Duane Morris Takeaways: In EEOC v. Werner Enterprises, Inc., No. 8:18-CV-00329, 2023 U.S. Dist. LEXIS 95981 (D. Neb. May 31, 2023), a federal district court in Nebraska denied an employer’s partial motion to reconsider the Court’s prior denial of its motion for summary judgment, holding that facially discriminatory policies can be demonstrated through evidence other than hiring policy documents.
For employers facing EEOC-initiated lawsuits involving ADA claims in the hiring process, this decision is instructive in terms of the evidence courts will consider at the summary judgment stage, particularly training documents that may be discriminatory on their face.
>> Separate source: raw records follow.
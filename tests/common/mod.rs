// Each integration test file is a separate binary; helpers not used in every
// binary would otherwise trigger dead_code warnings from clippy.
#![allow(dead_code)]

use std::sync::Arc;
use std::time::Duration;

use axum::{
    body::Body,
    http::{header, HeaderMap, Method, Request, StatusCode},
    Router,
};
use http_body_util::BodyExt;
use serde_json::Value;
use tower::ServiceExt;

use link_preview_server::{
    config::{ExtractConfig, FetchConfig},
    fetch::Fetcher,
    handlers,
    state::AppState,
};

pub const TEST_TIMEOUT: Duration = Duration::from_millis(500);

/// Fetch settings for tests: short timeout, loopback allowed so that
/// wiremock servers on 127.0.0.1 are reachable.
pub fn test_fetch_config() -> FetchConfig {
    FetchConfig {
        timeout: TEST_TIMEOUT,
        allow_private_hosts: true,
        ..FetchConfig::default()
    }
}

pub fn test_state(fetch: FetchConfig) -> AppState {
    AppState {
        fetcher: Fetcher::new(fetch).expect("Failed to build test HTTP client"),
        extract: Arc::new(ExtractConfig::default()),
    }
}

/// Build the full application router with loopback targets permitted.
pub fn create_test_app() -> Router {
    handlers::router(test_state(test_fetch_config()))
}

/// `/preview?url=...` with `target` percent-encoded.
pub fn preview_uri(target: &str) -> String {
    let encoded: String = url::form_urlencoded::byte_serialize(target.as_bytes()).collect();
    format!("/preview?url={encoded}")
}

// ── Request helpers ──────────────────────────────────────────────────────────

pub async fn get(app: Router, uri: &str) -> (StatusCode, Value) {
    let (status, _, body) = request(app, Method::GET, uri).await;
    (status, body)
}

pub async fn request(app: Router, method: Method, uri: &str) -> (StatusCode, HeaderMap, Value) {
    let req = Request::builder()
        .method(method)
        .uri(uri)
        .header(header::ORIGIN, "https://cards.example.org")
        .body(Body::empty())
        .unwrap();
    send(app, req).await
}

async fn send(app: Router, req: Request<Body>) -> (StatusCode, HeaderMap, Value) {
    let response = app.oneshot(req).await.unwrap();
    let status = response.status();
    let headers = response.headers().clone();
    let bytes = response.into_body().collect().await.unwrap().to_bytes();
    let body: Value = if bytes.is_empty() {
        Value::Null
    } else {
        serde_json::from_slice(&bytes).unwrap_or_else(|_| {
            panic!(
                "response body is not JSON: {}",
                String::from_utf8_lossy(&bytes)
            )
        })
    };
    (status, headers, body)
}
The EEOC filed suit on behalf of a hearing-impaired truck driver applicant (the “Claimant”) who submitted an application with Defendant Werner Enterprises, Inc. (“Werner”). The Claimant, along with other hearing-impaired applicants, allegedly were subject to a different workflow for applications. The EEOC claimed an internal training document provided by Werner instructed its recruiters to provide a different workflow for applications from hearing-impaired drivers – if the recruiter was “aware of an FMCSA waiver or a hearing issue, then the recruiter was directed ‘do not Pre-Approve the application.’” Id. at *3. Instead, the recruiter would send the hearing-impaired applicants completed application “to the manager basket,” and management would decide to move forward or not. Id. Therefore, the EEOC contended Werner’s pre-approval procedure adversely affected hearing-impaired applicants.
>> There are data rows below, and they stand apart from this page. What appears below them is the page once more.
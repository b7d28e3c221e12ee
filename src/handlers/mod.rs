pub mod link_preview;

use axum::{http::StatusCode, http::Uri, routing::get, Json, Router};
use serde_json::{json, Value};
use tower_http::cors::CorsLayer;
use tower_http::trace::TraceLayer;

use crate::error::AppError;
use crate::state::AppState;

/// Build the public router. Every response, including errors and unknown
/// paths, is JSON and carries a permissive CORS policy.
pub fn router(state: AppState) -> Router {
    with_middleware(routes(state))
}

/// Routes without middleware, so callers can mount extra endpoints
/// (e.g. `/metrics`) before [`with_middleware`] is applied.
pub fn routes(state: AppState) -> Router {
    Router::new()
        .route("/health", get(health_check))
        .route(
            "/preview",
            get(link_preview::get_preview).fallback(link_preview::method_not_allowed),
        )
        .fallback(not_found)
        .with_state(state)
}

pub fn with_middleware(app: Router) -> Router {
    app.layer(CorsLayer::permissive())
        .layer(TraceLayer::new_for_http())
}

pub async fn health_check() -> (StatusCode, Json<Value>) {
    (
        StatusCode::OK,
        Json(json!({
            "status": "ok",
            "service": "link-preview-server",
            "version": env!("CARGO_PKG_VERSION"),
        })),
    )
}

async fn not_found(uri: Uri) -> AppError {
    AppError::NotFound(format!("No route for {}", uri.path()))
}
After the Claimant filed an administrative charge, and the EEOC ultimately filed a lawsuit on his behalf, Werner moved for summary judgment. It argued that its training document at issue “does not unlawfully classify applicants because of their disability.” Id. at *4. Instead, Werner maintained diverting applications from hearing-impaired applicants was to verify that an applicant had a valid exemption from physical qualification standards. Id.
The Court rejected Werner’s argument and reasoned that the training document does instruct recruiters to treat hearing-impaired applicants differently from other applicants. Id. at *4-5. Subsequently, Werner filed a motion to reconsider the denial of its motion for summary judgment.
The Court’s Decision
The Court denied Werner’s motion for reconsideration.
In Werner’s motion for summary judgment, it asserted that the EEOC’s claim of a “facially discriminatory” hiring policy could only be based on a single training document without considering other evidence. In its motion to reconsider, Werner pivoted and argued that the Court erred by considering what might be shown by evidence beyond the face of the training document. Id. at *5-6. The Court reasoned that applicable case law authorities consider whether the policy is discriminatory on its face, but this inquiry is not dispositive of the entire claim. The Court also opined that the EEOC could demonstrate discriminatory intent through other evidence if the policy is not discriminatory on its face. Id. at *8. The Court also noted that the policy at issue was facially discriminatory – “even if a policy isn’t discriminatory on its face (which, to reiterate, this document is.)” in light of Werner’s assertion. Id.
The Court rejected Werner’s argument that the EEOC’s claim of a facially discriminatory hiring policy was based exclusively on the training document itself. First, the Court explained the basics of a discrimination claim require the EEOC must show, among other things, an adverse employment action because of disability. Second, the Court explained that discriminatory intent can be proved either through direct evidence of discrimination, or through a showing of disparate treatment. Id. at *6. As to this point, the Court clarified there is direct evidence of discrimination when the “evidence shows a specific link between the alleged discriminatory animus and the challenged decision, sufficient to reasonably support a finding that an illegitimate criterion actually motivated the adverse employment action.” Id.
The Court held that Werner’s training document evidenced disparate treatment, but the effect of that treatment, if any, occurred after the applications from hearing-impaired drivers were diverted to the “manager basket.” Id. at *9. The Court also found the EEOC was not bound by its pleading to rely exclusively on the face of the training document to support its claim. Id. Finally, the Court determined the disputed issue for the parties to focus on is whether accommodating a hearing-impaired placement driver is reasonable. Id. at *10-11. Therefore, the Court denied Werner’s motion to reconsider the denial of Werner’s motion for summary judgment.
Implications For Employers
Employers confronted with EEOC-initiated litigation involving hiring practices should take note that the Court relied heavily on additional evidence demonstrating discriminatory intent supporting the purported facially discriminatory policy. Further, from a practical standpoint, employers should carefully evaluate training documents that may impact applicants with disabilities, as courts are apt to scrutinize these materials.